When poems travel
Trans-. The prefix means “across,” “beyond,” “through.” It appears at the beginning of words that signify motion and change: “transportation,” “tranformation,” and of course “translation.” In 1830 Goethe captured just one kind of motion and change brought about by translation when he remarked to Johann Peter Eckermann: “I do not like to read my Faust any more in German, but in this French translation all seems again fresh, new, and spirited” (trans. John Oxenford).
Motion and change are central to this series. I’m interested in what happens when poems travel, not only across languages but across cultures and communities. I’m interested in what happens when poems change, not only through translation but as a result of artistic choices, scholarly claims, vagaries of reception. No doubt, all literary works become refreshed and renewed as they circulate, often in altered form, across the world. But poetry, as an art vitally tied to language, offers especially salient examples of such transpositions.
Roman Jakobson uses the word “transposition” at the end of his essay “On Linguistic Aspects of Translation” (1959). He does it in connection with the long-standing assumption that poetry, because it is an intensely verbal art, is by definition untranslatable. “Only creative transposition is possible,” he declares. Reiterating the schema he proposed earlier in his essay, Jakobson then distinguishes among three types of transposition: “intralingual” (change in the poem’s “shape”), “interlingual” (change in the poem’s “language”), and “intersemiotic” (change in the poem’s “system of signs”).

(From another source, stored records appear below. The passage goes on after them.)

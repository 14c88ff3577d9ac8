//! User namespace UID/GID mapping
//!
//! Unprivileged containers map a range of container ids onto a subordinate
//! id range owned by the host user. LXC expresses each range as one
//! `lxc.id_map = <u|g> <container-start> <host-start> <count>` line.

use flex_core::{Error, Result};
use serde::{Deserialize, Serialize};
use std::fmt;
use std::fs;
use std::path::Path;

/// Default subordinate id file for users
pub const SUBUID_PATH: &str = "/etc/subuid";

/// Default subordinate id file for groups
pub const SUBGID_PATH: &str = "/etc/subgid";

/// LXC configuration key for id map entries
pub const ID_MAP_KEY: &str = "lxc.id_map";

/// Which id space a mapping applies to
#[derive(Debug, Clone, Copy, PartialEq, Eq, Hash, Serialize, Deserialize)]
#[serde(rename_all = "lowercase")]
pub enum IdKind {
    /// User ids
    Uid,
    /// Group ids
    Gid,
}

impl IdKind {
    /// Single-letter tag used by LXC
    #[must_use]
    pub const fn tag(self) -> char {
        match self {
            Self::Uid => 'u',
            Self::Gid => 'g',
        }
    }
}

/// One contiguous id range mapping
#[derive(Debug, Clone, Copy, PartialEq, Eq, Serialize, Deserialize)]
pub struct IdMapEntry {
    /// User or group ids
    pub kind: IdKind,
    /// First id inside the container
    pub container_start: u32,
    /// First id on the host
    pub host_start: u32,
    /// Number of ids in the range
    pub count: u32,
}

impl IdMapEntry {
    /// Create a mapping entry
    #[must_use]
    pub const fn new(kind: IdKind, container_start: u32, host_start: u32, count: u32) -> Self {
        Self {
            kind,
            container_start,
            host_start,
            count,
        }
    }
}

impl fmt::Display for IdMapEntry {
    fn fmt(&self, f: &mut fmt::Formatter<'_>) -> fmt::Result {
        write!(
            f,
            "{} {} {} {}",
            self.kind.tag(),
            self.container_start,
            self.host_start,
            self.count
        )
    }
}

/// Ordered UID/GID mapping for an unprivileged container
#[derive(Debug, Clone, Default, PartialEq, Eq, Serialize, Deserialize)]
#[serde(transparent)]
pub struct IdMap {
    entries: Vec<IdMapEntry>,
}

impl IdMap {
    /// Host id where the default subordinate range starts
    pub const DEFAULT_HOST_START: u32 = 100_000;

    /// Size of the default subordinate range
    pub const DEFAULT_RANGE: u32 = 65_536;

    /// Create an empty map
    #[must_use]
    pub const fn new() -> Self {
        Self {
            entries: Vec::new(),
        }
    }

    /// Build from explicit entries, keeping their order
    #[must_use]
    pub fn from_entries(entries: Vec<IdMapEntry>) -> Self {
        Self { entries }
    }

    /// Append an entry
    #[must_use]
    pub fn with_entry(mut self, entry: IdMapEntry) -> Self {
        self.entries.push(entry);
        self
    }

    /// The usual `u 0 100000 65536` / `g 0 100000 65536` mapping
    #[must_use]
    pub fn default_unprivileged() -> Self {
        Self::new()
            .with_entry(IdMapEntry::new(
                IdKind::Uid,
                0,
                Self::DEFAULT_HOST_START,
                Self::DEFAULT_RANGE,
            ))
            .with_entry(IdMapEntry::new(
                IdKind::Gid,
                0,
                Self::DEFAULT_HOST_START,
                Self::DEFAULT_RANGE,
            ))
    }

    /// Build the map from `/etc/subuid` and `/etc/subgid` style files
    ///
    /// Uses the first `user:start:count` line for `user` in each file and maps
    /// it onto container id 0.
    pub fn from_subid_files(
        user: &str,
        subuid: impl AsRef<Path>,
        subgid: impl AsRef<Path>,
    ) -> Result<Self> {
        let uid = read_subid_range(user, subuid.as_ref())?;
        let gid = read_subid_range(user, subgid.as_ref())?;

        Ok(Self::new()
            .with_entry(IdMapEntry::new(IdKind::Uid, 0, uid.0, uid.1))
            .with_entry(IdMapEntry::new(IdKind::Gid, 0, gid.0, gid.1)))
    }

    /// Entries in mapping order
    #[must_use]
    pub fn entries(&self) -> &[IdMapEntry] {
        &self.entries
    }

    /// Number of entries
    #[must_use]
    pub fn len(&self) -> usize {
        self.entries.len()
    }

    /// Whether the map has no entries
    #[must_use]
    pub fn is_empty(&self) -> bool {
        self.entries.is_empty()
    }

    /// LXC `(key, value)` configuration pairs, one per entry, in order
    pub fn lxc_conf_lines(&self) -> impl Iterator<Item = (&'static str, String)> + '_ {
        self.entries
            .iter()
            .map(|entry| (ID_MAP_KEY, entry.to_string()))
    }
}

fn read_subid_range(user: &str, path: &Path) -> Result<(u32, u32)> {
    let contents = fs::read_to_string(path)?;

    let range = parse_subid_range(user, &contents).ok_or_else(|| Error::InvalidConfig {
        message: format!(
            "No subordinate id range for '{user}' in {}",
            path.display()
        ),
    })?;

    tracing::debug!(
        user,
        path = %path.display(),
        start = range.0,
        count = range.1,
        "Found subordinate id range"
    );

    Ok(range)
}

fn parse_subid_range(user: &str, contents: &str) -> Option<(u32, u32)> {
    contents
        .lines()
        .map(str::trim)
        .filter(|line| !line.is_empty() && !line.starts_with('#'))
        .find_map(|line| {
            let mut parts = line.split(':');
            let owner = parts.next()?;
            if owner != user {
                return None;
            }
            let start = parts.next()?.trim().parse().ok()?;
            let count = parts.next()?.trim().parse().ok()?;
            Some((start, count))
        })
}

Still, paraphrase, rendition, and adaptation — if those are roughly what Jakobson has in mind — belong in just one area of inquiry, which focuses on what happens to poems themselves as they travel and, inevitably, change. What interests me equally as much is the function of the reader in the process, especially if that reader is more than imagined or implied. The term “transposition,” as I’m using it, thus brings me closer to the field of reader response theory and reception studies. Once the poem is published, there is potentially no limit to what can be done with it. Paraphrase, rendition, and adaptation are only the most obvious examples of deliberate change; another is literary criticism. “Transposition,” in this broader sense, has more in common with “refraction,” a term used by scholars like Andrè Lefevere and David Damrosch in the context of translation studies and world literature. Again, what interests me is the worldwide dissemination of poems rather than plays or novels, as well as dynamic equilibrium implied by the word “transposition,” specifically as it pertains to the relationship between author and reader.
I am mindful of Walter Benjamin’s admonition, at the beginning of this essay “The Translator’s Task” (1923), that “when seeking knowledge of a work of art or an art form, it never proves useful to take the receiver into account … No poem is meant for the reader, no picture for the beholder, no symphony for the audience” (trans. Steven Rendall). Still, the notion of “receiver” seems to me more active, if not transactive, than Benjamin allows. The relationship between author and reader will appear especially dynamic in the topics I plan to explore in the next few weeks: different notions of audience and addressee; unconventional takes on influence and intertextuality; iteration as a compositional device; translingual and transmodal poems; reading versus playing a poem; self-translation and English-to-English translation; what it means for a poem to change.
My examples of “transposition” (creative, critical, and in-between) are meant to show how acts of reading can productively coincide or overlap with acts of writing, and vice versa — even the way Goethe briefly transitioned from author to reader as he came across Gèrard de Nerval's translation (mostly in prose!) of Faust. I hope that, at minimum, these commentaries will make a few other poems seem “fresh, new, and spirited.”